-- What to work on --
Where the word "contents" shows up in the entries below, please copy the whole line.
* * * * * * *
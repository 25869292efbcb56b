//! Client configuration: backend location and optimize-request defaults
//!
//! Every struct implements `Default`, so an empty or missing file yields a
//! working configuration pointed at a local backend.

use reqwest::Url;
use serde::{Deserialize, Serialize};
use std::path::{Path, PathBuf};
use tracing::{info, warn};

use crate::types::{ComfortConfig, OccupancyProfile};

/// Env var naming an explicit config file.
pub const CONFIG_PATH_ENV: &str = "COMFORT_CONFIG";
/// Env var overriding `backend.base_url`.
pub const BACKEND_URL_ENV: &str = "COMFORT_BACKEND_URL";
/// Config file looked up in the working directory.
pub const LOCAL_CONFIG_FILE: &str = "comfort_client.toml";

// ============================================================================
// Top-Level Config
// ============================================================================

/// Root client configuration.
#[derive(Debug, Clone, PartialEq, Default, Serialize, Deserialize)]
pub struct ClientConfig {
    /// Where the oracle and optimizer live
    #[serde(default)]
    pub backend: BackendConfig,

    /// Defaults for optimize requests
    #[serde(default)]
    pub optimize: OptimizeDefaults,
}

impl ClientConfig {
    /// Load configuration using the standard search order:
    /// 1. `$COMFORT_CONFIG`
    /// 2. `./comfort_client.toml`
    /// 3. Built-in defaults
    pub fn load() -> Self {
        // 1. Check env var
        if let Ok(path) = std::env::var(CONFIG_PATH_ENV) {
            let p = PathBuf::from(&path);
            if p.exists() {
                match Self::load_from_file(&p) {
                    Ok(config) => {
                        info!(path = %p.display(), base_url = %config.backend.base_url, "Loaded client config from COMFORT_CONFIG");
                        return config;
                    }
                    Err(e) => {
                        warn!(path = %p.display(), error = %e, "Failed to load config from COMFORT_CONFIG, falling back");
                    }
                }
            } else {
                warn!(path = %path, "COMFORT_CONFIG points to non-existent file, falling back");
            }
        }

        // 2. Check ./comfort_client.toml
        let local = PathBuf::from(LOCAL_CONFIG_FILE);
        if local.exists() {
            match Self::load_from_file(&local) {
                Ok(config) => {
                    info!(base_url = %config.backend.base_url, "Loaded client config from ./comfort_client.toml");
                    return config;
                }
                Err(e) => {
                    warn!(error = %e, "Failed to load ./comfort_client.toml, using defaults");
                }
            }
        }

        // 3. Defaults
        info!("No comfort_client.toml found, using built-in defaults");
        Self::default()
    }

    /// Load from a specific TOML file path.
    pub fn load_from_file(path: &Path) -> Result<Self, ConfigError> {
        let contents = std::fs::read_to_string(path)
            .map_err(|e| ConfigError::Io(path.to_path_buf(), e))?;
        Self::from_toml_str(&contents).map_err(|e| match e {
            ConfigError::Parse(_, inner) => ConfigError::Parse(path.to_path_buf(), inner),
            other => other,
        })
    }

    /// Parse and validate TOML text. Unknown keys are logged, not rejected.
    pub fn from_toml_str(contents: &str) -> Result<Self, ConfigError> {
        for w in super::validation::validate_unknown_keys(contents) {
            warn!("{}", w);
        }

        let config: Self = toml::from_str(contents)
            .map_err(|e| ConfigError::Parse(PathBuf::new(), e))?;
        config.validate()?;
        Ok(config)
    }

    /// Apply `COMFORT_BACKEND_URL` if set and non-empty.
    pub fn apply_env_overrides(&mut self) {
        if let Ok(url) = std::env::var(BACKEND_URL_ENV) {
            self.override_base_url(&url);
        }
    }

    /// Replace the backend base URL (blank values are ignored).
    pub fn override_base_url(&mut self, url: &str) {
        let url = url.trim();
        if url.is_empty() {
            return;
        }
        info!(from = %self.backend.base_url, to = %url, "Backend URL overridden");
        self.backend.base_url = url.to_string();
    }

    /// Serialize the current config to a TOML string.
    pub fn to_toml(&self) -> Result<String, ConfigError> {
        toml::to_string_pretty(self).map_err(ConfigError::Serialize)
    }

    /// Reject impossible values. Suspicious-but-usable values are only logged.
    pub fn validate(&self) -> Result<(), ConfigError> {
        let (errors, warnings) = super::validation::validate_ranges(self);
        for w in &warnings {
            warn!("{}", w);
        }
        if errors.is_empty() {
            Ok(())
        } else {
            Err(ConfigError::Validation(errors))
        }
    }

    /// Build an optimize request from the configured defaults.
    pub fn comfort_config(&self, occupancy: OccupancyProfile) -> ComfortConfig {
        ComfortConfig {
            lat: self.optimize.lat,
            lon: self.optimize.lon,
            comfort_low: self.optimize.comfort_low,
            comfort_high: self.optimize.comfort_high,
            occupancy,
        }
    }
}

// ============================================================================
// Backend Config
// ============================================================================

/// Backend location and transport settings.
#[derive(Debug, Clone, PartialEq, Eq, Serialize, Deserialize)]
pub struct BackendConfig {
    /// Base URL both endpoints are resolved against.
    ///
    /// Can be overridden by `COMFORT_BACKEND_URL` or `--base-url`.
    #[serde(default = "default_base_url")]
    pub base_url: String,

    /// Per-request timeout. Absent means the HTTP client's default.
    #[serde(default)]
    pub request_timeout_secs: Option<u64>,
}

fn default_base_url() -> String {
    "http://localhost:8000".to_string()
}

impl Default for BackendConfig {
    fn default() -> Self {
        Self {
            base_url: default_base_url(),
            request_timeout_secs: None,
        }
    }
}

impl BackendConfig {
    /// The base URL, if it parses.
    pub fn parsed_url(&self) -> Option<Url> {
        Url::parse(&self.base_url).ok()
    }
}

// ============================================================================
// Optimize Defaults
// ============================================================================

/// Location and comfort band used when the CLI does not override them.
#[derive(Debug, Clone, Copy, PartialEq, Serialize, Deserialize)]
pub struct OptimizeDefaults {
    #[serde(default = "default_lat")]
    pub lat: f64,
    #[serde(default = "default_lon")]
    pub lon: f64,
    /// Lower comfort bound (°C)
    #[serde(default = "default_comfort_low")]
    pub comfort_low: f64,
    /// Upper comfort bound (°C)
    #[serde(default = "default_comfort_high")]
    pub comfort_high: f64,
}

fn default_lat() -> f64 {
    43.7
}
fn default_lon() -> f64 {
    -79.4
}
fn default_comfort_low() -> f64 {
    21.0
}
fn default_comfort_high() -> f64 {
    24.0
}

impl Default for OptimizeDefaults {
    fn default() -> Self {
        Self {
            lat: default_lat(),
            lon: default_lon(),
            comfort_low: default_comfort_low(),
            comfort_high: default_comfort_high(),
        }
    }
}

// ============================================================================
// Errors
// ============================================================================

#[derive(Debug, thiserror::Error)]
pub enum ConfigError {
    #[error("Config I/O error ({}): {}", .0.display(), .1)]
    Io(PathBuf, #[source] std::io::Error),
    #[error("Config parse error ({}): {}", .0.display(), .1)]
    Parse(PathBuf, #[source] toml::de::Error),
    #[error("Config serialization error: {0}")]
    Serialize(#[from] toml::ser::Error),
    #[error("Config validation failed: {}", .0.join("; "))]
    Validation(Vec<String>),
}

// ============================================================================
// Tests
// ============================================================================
* * * * * * *
-- Finished task --
        let contents = std::fs::read_to_string(path)
        Self::from_toml_str(&contents).map_err(|e| match e {
    pub fn from_toml_str(contents: &str) -> Result<Self, ConfigError> {
        for w in super::validation::validate_unknown_keys(contents) {
        let config: Self = toml::from_str(contents)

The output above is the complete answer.